In the rat spinal cord AADC cells around the central canal have been named D1-cells by Jaeger et al. (1984). The results from our study demonstrated that AADC neurons around the central canal only account for a small proportion of the total number of AADC neurons in the spinal cord (ca. 15%, see section “Results”), and that a large proportion of the AADC neurons are located in the dorsal horn and the intermediate zone/ventral horn. Spinal cord AADC cells not only show different spatial localizations, but, they also display location-dependent differences in morphological and neurochemical characteristics (e.g., labeling with NeuN, doublecortin, and ChAT). This suggests that AADC cells could be further classified into several different subtypes according to their morphological and neurochemical properties. In this study a thorough investigation of neurochemical properties of the AADC cells was not performed, thus we didn’t attempt to make a further classification of these cells.
Neurochemical Properties of AADC Cells in the Spinal Cord
The primary aim of the present study was to investigate the detailed distribution and general morphology of AADC cells in the spinal cord, rather than their specific neurochemical profiles. Thus, we did not examine whether the AADC cells express monoamine precursors or other essential enzymes to synthesize monoamines. This issue is absolutely worthy of further investigation in order to evaluate how the AADC cells in the spinal cord gain the ability to produce monoamine transmitters following SCI. Although only a small number of AADC cells express TPH and TH, the cells containing these enzymes are located in vicinity of AADC cells (Hou et al., 2016; Zhang, 2016), indicating that 5-HT and DA could be synthesized via a process involving two different cells. As discussed below, this monoamine synthesis mechanism may be critical for the production of monoamines in the spinal cord following SCI.
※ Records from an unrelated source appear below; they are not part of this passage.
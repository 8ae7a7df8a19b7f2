//! # PostgreSQL Connection Manager
//!
//! Provides a managed connection pool for PostgreSQL using the `sqlx` crate.
//! The pool is opened through [`connect`], so a [`Database`] only ever
//! exists once the server has answered `SELECT 1`.

use std::fmt;
use std::time::Duration;

use async_trait::async_trait;
use sqlx::postgres::{PgConnectOptions, PgPool, PgPoolOptions, PgSslMode};
use thiserror::Error;
use tracing::info;

use super::manager::{connect, ConnectError, Dialer, Endpoint};
use super::retry::RetryPolicy;
use crate::configs::EnvReader;

const ACQUIRE_TIMEOUT: Duration = Duration::from_secs(3);

/// Custom error types for Database operations.
#[derive(Debug, Error)]
pub enum DbError {
    #[error("database connection error: {0}")]
    Connection(#[source] sqlx::Error),
    #[error("query execution failed: {0}")]
    Query(#[source] sqlx::Error),
}

/// Everything needed to open the pool. Built once at start-up.
#[derive(Clone)]
pub struct DbConfig {
    pub host: String,
    pub port: u16,
    pub user: String,
    pub password: String,
    pub database: String,
    pub ssl_mode: PgSslMode,
    pub max_open_conns: u32,
    pub max_idle_conns: u32,
    pub conn_max_lifetime: Duration,
    pub conn_max_idle_time: Duration,
    pub retry: RetryPolicy,
}

impl Default for DbConfig {
    fn default() -> Self {
        Self {
            host: "database".to_string(),
            port: 5432,
            user: "postgres".to_string(),
            password: "postgres".to_string(),
            database: "postgres".to_string(),
            ssl_mode: PgSslMode::Disable,
            max_open_conns: 10,
            max_idle_conns: 5,
            conn_max_lifetime: Duration::from_secs(60 * 60),
            conn_max_idle_time: Duration::from_secs(15 * 60),
            retry: RetryPolicy::default(),
        }
    }
}

impl fmt::Debug for DbConfig {
    fn fmt(&self, f: &mut fmt::Formatter<'_>) -> fmt::Result {
        f.debug_struct("DbConfig")
            .field("host", &self.host)
            .field("port", &self.port)
            .field("user", &self.user)
            .field("password", &"*****")
            .field("database", &self.database)
            .field("ssl_mode", &self.ssl_mode)
            .field("max_open_conns", &self.max_open_conns)
            .field("max_idle_conns", &self.max_idle_conns)
            .field("conn_max_lifetime", &self.conn_max_lifetime)
            .field("conn_max_idle_time", &self.conn_max_idle_time)
            .field("retry", &self.retry)
            .finish()
    }
}

impl DbConfig {
    /// Reads `POSTGRES_*` and `DB_*` variables from the process environment.
    pub fn from_env() -> Self {
        Self::from_reader(&EnvReader::system())
    }

    /// Same as [`DbConfig::from_env`] over an arbitrary lookup.
    pub fn from_lookup<F>(lookup: F) -> Self
    where
        F: Fn(&str) -> Option<String>,
    {
        Self::from_reader(&EnvReader::new(lookup))
    }

    fn from_reader<F>(env: &EnvReader<F>) -> Self
    where
        F: Fn(&str) -> Option<String>,
    {
        let d = Self::default();
        Self {
            host: env.non_empty("POSTGRES_HOST", &d.host),
            port: env.parse("POSTGRES_PORT", d.port),
            user: env.non_empty("POSTGRES_USER", &d.user),
            password: env.string("POSTGRES_PASSWORD", &d.password),
            database: env.non_empty("POSTGRES_DB", &d.database),
            ssl_mode: env.parse("POSTGRES_SSLMODE", d.ssl_mode),
            max_open_conns: env.parse("DB_MAX_OPEN_CONNS", d.max_open_conns),
            max_idle_conns: env.parse("DB_MAX_IDLE_CONNS", d.max_idle_conns),
            conn_max_lifetime: env.duration("DB_CONN_MAX_LIFETIME", d.conn_max_lifetime),
            conn_max_idle_time: env.duration("DB_CONN_MAX_IDLE_TIME", d.conn_max_idle_time),
            retry: RetryPolicy {
                max_retries: env.parse("DB_MAX_RETRIES", d.retry.max_retries),
                retry_delay: env.duration("DB_RETRY_DELAY", d.retry.retry_delay),
                retry_max_delay: env.duration("DB_RETRY_MAX_DELAY", d.retry.retry_max_delay),
            },
        }
    }

    /// Connection target for the driver.
    pub fn connect_options(&self) -> PgConnectOptions {
        PgConnectOptions::new()
            .host(&self.host)
            .port(self.port)
            .username(&self.user)
            .password(&self.password)
            .database(&self.database)
            .ssl_mode(self.ssl_mode)
    }

    /// Pool sizing. sqlx keeps idle connections up to `min_connections`, so
    /// the idle count maps there, capped at the open count.
    pub fn pool_options(&self) -> PgPoolOptions {
        let max_open = self.max_open_conns.max(1);
        PgPoolOptions::new()
            .max_connections(max_open)
            .min_connections(self.max_idle_conns.min(max_open))
            .max_lifetime(self.conn_max_lifetime)
            .idle_timeout(self.conn_max_idle_time)
            .acquire_timeout(ACQUIRE_TIMEOUT)
    }
}

/// Opens `PgPool`s for the connection manager.
pub struct PostgresDialer {
    config: DbConfig,
}

impl PostgresDialer {
    pub fn new(config: DbConfig) -> Self {
        Self { config }
    }
}

#[async_trait]
impl Dialer for PostgresDialer {
    type Connection = PgPool;
    type Error = DbError;

    fn service(&self) -> &'static str {
        "database"
    }

    fn endpoint(&self) -> Endpoint {
        Endpoint {
            host: self.config.host.clone(),
            port: self.config.port,
            user: Some(self.config.user.clone()),
            database: Some(self.config.database.clone()),
            pool_size: Some(self.config.max_open_conns),
        }
    }

    async fn dial(&self) -> Result<PgPool, DbError> {
        self.config
            .pool_options()
            .connect_with(self.config.connect_options())
            .await
            .map_err(DbError::Connection)
    }

    async fn ping(&self, pool: &PgPool) -> Result<(), DbError> {
        ping_pool(pool).await
    }

    async fn close(&self, pool: PgPool) {
        pool.close().await;
    }
}

async fn ping_pool(pool: &PgPool) -> Result<(), DbError> {
    sqlx::query("SELECT 1")
        .execute(pool)
        .await
        .map_err(DbError::Query)?;
    Ok(())
}

/// A wrapper around the PostgreSQL connection pool.
///
/// Cloning is cheap and shares the pool.
#[derive(Clone, Debug)]
pub struct Database {
    /// The underlying sqlx connection pool.
    pub pool: PgPool,
}

impl Database {
    /// Opens and probes the pool described by `config`, retrying per `config.retry`.
    pub async fn connect(config: &DbConfig) -> Result<Self, ConnectError> {
        let dialer = PostgresDialer::new(config.clone());
        let live = connect(&dialer, &config.retry).await?;
        Ok(Self {
            pool: live.into_inner(),
        })
    }

    /// Checks the health of the database connection by running a simple query.
    pub async fn ping(&self) -> Result<(), DbError> {
        ping_pool(&self.pool).await
    }

    /// Closes every pooled connection. Waits for checked-out connections to return.
    pub async fn close(&self) {
        info!("closing database connection");
        self.pool.close().await;
    }
}

#[cfg(test)]
mod tests {
    use super::*;
    use std::collections::HashMap;

    fn config(pairs: &[(&str, &str)]) -> DbConfig {
        let map: HashMap<String, String> = pairs
            .iter()
            .map(|(k, v)| (k.to_string(), v.to_string()))
            .collect();
        DbConfig::from_lookup(move |key: &str| map.get(key).cloned())
    }

    #[test]
    fn test_defaults_when_environment_is_empty() {
        let cfg = config(&[]);
        assert_eq!(cfg.host, "database");
        assert_eq!(cfg.port, 5432);
        assert_eq!(cfg.user, "postgres");
        assert_eq!(cfg.database, "postgres");
        assert!(matches!(cfg.ssl_mode, PgSslMode::Disable));
        assert_eq!(cfg.max_open_conns, 10);
        assert_eq!(cfg.max_idle_conns, 5);
        assert_eq!(cfg.conn_max_lifetime, Duration::from_secs(3600));
        assert_eq!(cfg.conn_max_idle_time, Duration::from_secs(900));
        assert_eq!(cfg.retry, RetryPolicy::default());
    }

    #[test]
    fn test_overrides_and_bad_values() {
        let cfg = config(&[
            ("POSTGRES_HOST", "db.internal"),
            ("POSTGRES_PORT", "6543"),
            ("POSTGRES_SSLMODE", "require"),
            ("DB_MAX_OPEN_CONNS", "many"),
            ("DB_MAX_RETRIES", "2"),
            ("DB_RETRY_DELAY", "250ms"),
            ("DB_RETRY_MAX_DELAY", "5s"),
        ]);
        assert_eq!(cfg.host, "db.internal");
        assert_eq!(cfg.port, 6543);
        assert!(matches!(cfg.ssl_mode, PgSslMode::Require));
        assert_eq!(cfg.max_open_conns, 10);
        assert_eq!(cfg.retry.max_retries, 2);
        assert_eq!(cfg.retry.retry_delay, Duration::from_millis(250));
        assert_eq!(cfg.retry.retry_max_delay, Duration::from_secs(5));
    }

    #[test]
    fn test_debug_redacts_password() {
        let cfg = config(&[("POSTGRES_PASSWORD", "hunter2")]);
        assert_eq!(cfg.password, "hunter2");
        let printed = format!("{:?}", cfg);
        assert!(!printed.contains("hunter2"));
        assert!(printed.contains("*****"));
    }

    #[test]
    fn test_idle_connections_capped_at_open_connections() {
        let cfg = config(&[("DB_MAX_OPEN_CONNS", "3"), ("DB_MAX_IDLE_CONNS", "8")]);
        let opts = cfg.pool_options();
        assert_eq!(opts.get_max_connections(), 3);
        assert_eq!(opts.get_min_connections(), 3);
        assert_eq!(opts.get_max_lifetime(), Some(Duration::from_secs(3600)));
        assert_eq!(opts.get_idle_timeout(), Some(Duration::from_secs(900)));
    }

    #[test]
    fn test_endpoint_reports_pool_size_without_password() {
        let dialer = PostgresDialer::new(config(&[("POSTGRES_PASSWORD", "hunter2")]));
        let endpoint = dialer.endpoint();
        assert_eq!(endpoint.pool_size, Some(10));
        assert!(!endpoint.to_string().contains("hunter2"));
        assert_eq!(dialer.service(), "database");
    }
}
A number of studies have investigated the neurochemical properties of the CSF-contacting neurons around the central canal in mammals. The results indicate that these neurons are immunoreactive to, among others, glutamic acid decarboxylase (GAD), vasoactive intestinal polypeptide, polysialylated neural cell adhesion molecule, and doublecortin (LaMotte, 1987; Stoeckel et al., 2003; Marichal et al., 2009; Kútna et al., 2014). Recent studies in non-mammalian vertebrates suggest that CSF-contacting neurons in the spinal cord may express acid sensing ion channels (Jalalvand et al., 2016) and PKD2L1 (Böhm et al., 2016) which are sensitive to pH changes and mechanical stimuli, respectively. However, whether AADC cells express these kinds of molecules is largely unknown. We have demonstrated that AADC cells around the central canal are weakly immunolabeled with NeuN, a pattern similar to the CSF-containing neurons reported by Kútna et al. (2014). The combined weak NeuN and stronger doublecortin immunoreactivity suggests that CSF-containing/AADC neurons in this region might be immature neurons that retain the potential for migration and/or differentiation (Marichal et al., 2009; Kútna et al., 2014). Because they are densely immunolabeled with NeuN and immunonegative for doublecortin the AADC neurons in other regions seem to be mature neurons. We did not see AADC expression in ChAT/VAChT-immunopositive cholinergic neurons in any part of the spinal cord. This result is somewhat different from that of Gozal et al. (2014), who have reported AADC expression in ChAT-labeled motoneurons in the ventral horn in the rat spinal cord. It is unclear what causes this difference. However, our published data from S2 spinalized rats also argue against spinal motoneurons expressing AADC because, following 5-HTP application, none of ChAT-labeled neurons expressed 5-HT, while almost 100% of AADC cells expressed 5-HT (see Figure 5 in Wienecke et al., 2014).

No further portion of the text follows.